What the task requires
Return all lines in the data where the string "DelinquencyState" can be found.

[Stored items from a collection]
Content starts

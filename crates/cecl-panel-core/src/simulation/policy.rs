//! Per-product transition, loss-severity and balance parameters.
//!
//! Every product runs through the same Markov engine; what differs is the
//! coefficient table selected here by matching on [`ProductType`].

use serde::{Deserialize, Serialize};

use crate::numeric::seasoning_ramp;
use crate::types::{DelinquencyState, ProductType};

// ---------------------------------------------------------------------------
// Coefficient records
// ---------------------------------------------------------------------------

/// Closed-form monthly transition probability.
///
/// `p = clip(((base + risk * r) * (1 + stress_mult * s) + stress * s) * m, lo, hi)`
/// where `r = max(0, 720 - fico)`, `s` is positive unemployment deviation and
/// `m` the seasoning multiplier (1 for cures and seasoned loans).
#[derive(Debug, Clone, Copy, PartialEq, Serialize, Deserialize)]
pub struct Hazard {
    pub base: f64,
    pub risk: f64,
    pub stress: f64,
    pub stress_mult: f64,
    pub lo: f64,
    pub hi: f64,
}

impl Hazard {
    const fn linear(base: f64, risk: f64, stress: f64, lo: f64, hi: f64) -> Self {
        Hazard {
            base,
            risk,
            stress,
            stress_mult: 0.0,
            lo,
            hi,
        }
    }

    const fn scaled(base: f64, risk: f64, stress_mult: f64, lo: f64, hi: f64) -> Self {
        Hazard {
            base,
            risk,
            stress: 0.0,
            stress_mult,
            lo,
            hi,
        }
    }

    pub fn eval(&self, risk: f64, stress: f64, multiplier: f64) -> f64 {
        let p = ((self.base + self.risk * risk) * (1.0 + self.stress_mult * stress)
            + self.stress * stress)
            * multiplier;
        p.clamp(self.lo, self.hi)
    }
}

/// Seasoning multiplier `intercept + slope * min((t + 1) / ramp_months, 1)`.
#[derive(Debug, Clone, Copy, PartialEq, Serialize, Deserialize)]
pub struct Seasoning {
    pub ramp_months: u32,
    pub intercept: f64,
    pub slope: f64,
}

impl Seasoning {
    pub fn multiplier(&self, month_idx: usize) -> f64 {
        self.intercept + self.slope * seasoning_ramp(month_idx, self.ramp_months)
    }
}

/// Loss severity drawn at charge-off.
#[derive(Debug, Clone, Copy, PartialEq, Serialize, Deserialize)]
pub struct LgdPolicy {
    pub base: f64,
    /// Applied to the signed unemployment deviation.
    pub unemployment_dev: f64,
    /// Applied to the positive part of the deviation.
    pub stress: f64,
    pub hpi_down: f64,
    pub hpi_down_cap: f64,
    pub noise_sd: f64,
    pub lo: f64,
    pub hi: f64,
}

impl LgdPolicy {
    /// `z` is a standard-normal draw, scaled by `noise_sd`.
    pub fn eval(&self, udev: f64, stress: f64, hpi_down: f64, z: f64) -> f64 {
        let raw = self.base
            + self.unemployment_dev * udev
            + self.stress * stress
            + self.hpi_down * hpi_down
            + self.noise_sd * z;
        raw.clamp(self.lo, self.hi)
    }
}

/// Single-monthly-mortality prepayment, `clip(base + fed * max(0, -fed_dev), 0, max)`.
#[derive(Debug, Clone, Copy, PartialEq, Serialize, Deserialize)]
pub struct Prepayment {
    pub base: f64,
    pub fed_funds_drop: f64,
    pub max: f64,
}

impl Prepayment {
    pub fn smm(&self, fed_dev: f64) -> f64 {
        (self.base + self.fed_funds_drop * (-fed_dev).max(0.0)).clamp(0.0, self.max)
    }
}

#[derive(Debug, Clone, Copy, PartialEq, Serialize, Deserialize)]
#[serde(tag = "kind", rename_all = "snake_case")]
pub enum BalanceModel {
    /// Utilization path against a credit limit.
    Revolving {
        util_sd: f64,
        /// Mean reversion toward the starting utilization.
        kappa: f64,
        unemployment_dev: f64,
        hpi: f64,
        /// Minimum payment as a share of the limit.
        min_payment_pct: f64,
    },
    /// Level-payment amortization with optional prepayment.
    Installment { prepay: Option<Prepayment> },
}

// ---------------------------------------------------------------------------
// TransitionPolicy
// ---------------------------------------------------------------------------

#[derive(Debug, Clone, PartialEq, Serialize, Deserialize)]
pub struct TransitionPolicy {
    pub product: ProductType,
    /// C→30, 30→60, 60→90+, 90+→CO.
    pub advance: [Hazard; 4],
    /// 30→C, 60→C, 90+→C.
    pub cure: [Hazard; 3],
    /// Scales C→30 only.
    pub seasoning: Option<Seasoning>,
    pub lgd: LgdPolicy,
    /// Half-open recovery lag range in months.
    pub recovery_lag: (u32, u32),
    pub balance: BalanceModel,
}

impl TransitionPolicy {
    pub fn for_product(product: ProductType) -> Self {
        match product {
            ProductType::Card => TransitionPolicy {
                product,
                advance: [
                    Hazard::scaled(0.010, 0.00010, 0.08, 0.002, 0.15),
                    Hazard::linear(0.10, 0.00010, 0.012, 0.02, 0.40),
                    Hazard::linear(0.18, 0.00012, 0.015, 0.04, 0.55),
                    Hazard::linear(0.35, 0.00015, 0.020, 0.10, 0.80),
                ],
                cure: [
                    Hazard::linear(0.38, -0.00015, -0.010, 0.05, 0.70),
                    Hazard::linear(0.22, -0.00012, -0.008, 0.02, 0.50),
                    Hazard::linear(0.06, -0.00008, -0.005, 0.0, 0.20),
                ],
                seasoning: None,
                lgd: LgdPolicy {
                    base: 0.85,
                    unemployment_dev: 0.0,
                    stress: 0.02,
                    hpi_down: 0.0,
                    hpi_down_cap: 0.0,
                    noise_sd: 0.0,
                    lo: 0.6,
                    hi: 0.98,
                },
                recovery_lag: (3, 10),
                balance: BalanceModel::Revolving {
                    util_sd: 0.03,
                    kappa: 0.10,
                    unemployment_dev: 0.02,
                    hpi: 0.0,
                    min_payment_pct: 0.025,
                },
            },
            ProductType::Auto => TransitionPolicy {
                product,
                advance: [
                    Hazard::scaled(0.006, 0.00008, 0.10, 0.001, 0.10),
                    Hazard::linear(0.08, 0.00008, 0.010, 0.01, 0.30),
                    Hazard::linear(0.14, 0.00010, 0.012, 0.03, 0.45),
                    Hazard::linear(0.30, 0.00012, 0.015, 0.08, 0.70),
                ],
                cure: [
                    Hazard::linear(0.40, -0.00015, -0.010, 0.05, 0.72),
                    Hazard::linear(0.25, -0.00012, -0.008, 0.02, 0.50),
                    Hazard::linear(0.08, -0.00009, -0.006, 0.0, 0.25),
                ],
                seasoning: Some(Seasoning {
                    ramp_months: 18,
                    intercept: 0.8,
                    slope: 0.4,
                }),
                lgd: LgdPolicy {
                    base: 0.5,
                    unemployment_dev: 0.02,
                    stress: 0.0,
                    hpi_down: 0.1,
                    hpi_down_cap: 0.5,
                    noise_sd: 0.0,
                    lo: 0.3,
                    hi: 0.9,
                },
                recovery_lag: (2, 7),
                balance: BalanceModel::Installment {
                    prepay: Some(Prepayment {
                        base: 0.002,
                        fed_funds_drop: 0.01,
                        max: 0.05,
                    }),
                },
            },
            ProductType::Personal => TransitionPolicy {
                product,
                advance: [
                    Hazard::scaled(0.008, 0.00012, 0.12, 0.0015, 0.15),
                    Hazard::linear(0.12, 0.00010, 0.012, 0.02, 0.45),
                    Hazard::linear(0.20, 0.00012, 0.015, 0.05, 0.60),
                    Hazard::linear(0.40, 0.00015, 0.020, 0.10, 0.85),
                ],
                cure: [
                    Hazard::linear(0.35, -0.00015, -0.010, 0.04, 0.65),
                    Hazard::linear(0.20, -0.00012, -0.008, 0.02, 0.45),
                    Hazard::linear(0.05, -0.00008, -0.005, 0.0, 0.18),
                ],
                seasoning: Some(Seasoning {
                    ramp_months: 12,
                    intercept: 0.7,
                    slope: 0.3,
                }),
                lgd: LgdPolicy {
                    base: 0.85,
                    unemployment_dev: 0.03,
                    stress: 0.0,
                    hpi_down: 0.0,
                    hpi_down_cap: 0.0,
                    noise_sd: 0.0,
                    lo: 0.6,
                    hi: 0.98,
                },
                recovery_lag: (3, 10),
                balance: BalanceModel::Installment {
                    prepay: Some(Prepayment {
                        base: 0.003,
                        fed_funds_drop: 0.005,
                        max: 0.04,
                    }),
                },
            },
            ProductType::Mortgage => TransitionPolicy {
                product,
                advance: [
                    Hazard::linear(0.003, 0.00003, 0.006, 0.0005, 0.12),
                    Hazard::linear(0.05, 0.00005, 0.006, 0.005, 0.25),
                    Hazard::linear(0.08, 0.00007, 0.010, 0.01, 0.35),
                    Hazard::linear(0.10, 0.00008, 0.012, 0.02, 0.45),
                ],
                cure: [
                    Hazard::linear(0.42, -0.00015, -0.010, 0.05, 0.75),
                    Hazard::linear(0.28, -0.00012, -0.008, 0.02, 0.55),
                    Hazard::linear(0.10, -0.00009, -0.006, 0.0, 0.30),
                ],
                seasoning: Some(Seasoning {
                    ramp_months: 24,
                    intercept: 0.6,
                    slope: 0.4,
                }),
                lgd: LgdPolicy {
                    base: 0.35,
                    unemployment_dev: 0.0,
                    stress: 0.03,
                    hpi_down: 0.15,
                    hpi_down_cap: 0.6,
                    noise_sd: 0.03,
                    lo: 0.15,
                    hi: 0.8,
                },
                recovery_lag: (3, 12),
                balance: BalanceModel::Installment {
                    prepay: Some(Prepayment {
                        base: 0.001,
                        fed_funds_drop: 0.015,
                        max: 0.05,
                    }),
                },
            },
            ProductType::Heloc => TransitionPolicy {
                product,
                advance: [
                    Hazard::linear(0.008, 0.00005, 0.008, 0.001, 0.22),
                    Hazard::linear(0.07, 0.00007, 0.010, 0.01, 0.32),
                    Hazard::linear(0.11, 0.00009, 0.012, 0.02, 0.42),
                    Hazard::linear(0.14, 0.00011, 0.015, 0.03, 0.55),
                ],
                cure: [
                    Hazard::linear(0.34, -0.00016, -0.009, 0.02, 0.60),
                    Hazard::linear(0.22, -0.00013, -0.007, 0.01, 0.45),
                    Hazard::linear(0.07, -0.00010, -0.005, 0.0, 0.22),
                ],
                seasoning: None,
                lgd: LgdPolicy {
                    base: 0.4,
                    unemployment_dev: 0.0,
                    stress: 0.03,
                    hpi_down: 0.2,
                    hpi_down_cap: 0.6,
                    noise_sd: 0.0,
                    lo: 0.2,
                    hi: 0.9,
                },
                recovery_lag: (6, 18),
                balance: BalanceModel::Revolving {
                    util_sd: 0.025,
                    kappa: 0.05,
                    unemployment_dev: 0.015,
                    hpi: 0.01,
                    min_payment_pct: 0.02,
                },
            },
        }
    }

    /// Probability of rolling one bucket forward from `state`; zero once charged off.
    pub fn advance_probability(
        &self,
        state: DelinquencyState,
        risk: f64,
        stress: f64,
        month_idx: usize,
    ) -> f64 {
        match state {
            DelinquencyState::ChargedOff => 0.0,
            DelinquencyState::Current => {
                let m = self
                    .seasoning
                    .map(|s| s.multiplier(month_idx))
                    .unwrap_or(1.0);
                self.advance[0].eval(risk, stress, m)
            }
            other => self.advance[other.index()].eval(risk, stress, 1.0),
        }
    }

    /// Width of the cure band that follows the advance band.
    ///
    /// Truncated so the two bands never exceed a unit interval.
    pub fn cure_probability(&self, state: DelinquencyState, p_advance: f64, risk: f64, stress: f64) -> f64 {
        match state {
            DelinquencyState::Current | DelinquencyState::ChargedOff => 0.0,
            other => {
                let p = self.cure[other.index() - 1].eval(risk, stress, 1.0);
                p.min(1.0 - p_advance).max(0.0)
            }
        }
    }
}

/// Risk term `max(0, 720 - fico)`.
pub fn risk_term(fico: u32) -> f64 {
    (720.0 - fico as f64).max(0.0)
}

Content ends

Solution to this task
use crate::types::{DelinquencyState, ProductType};
        state: DelinquencyState,
            DelinquencyState::ChargedOff => 0.0,
            DelinquencyState::Current => {
    pub fn cure_probability(&self, state: DelinquencyState, p_advance: f64, risk: f64, stress: f64) -> f64 {
            DelinquencyState::Current | DelinquencyState::ChargedOff => 0.0,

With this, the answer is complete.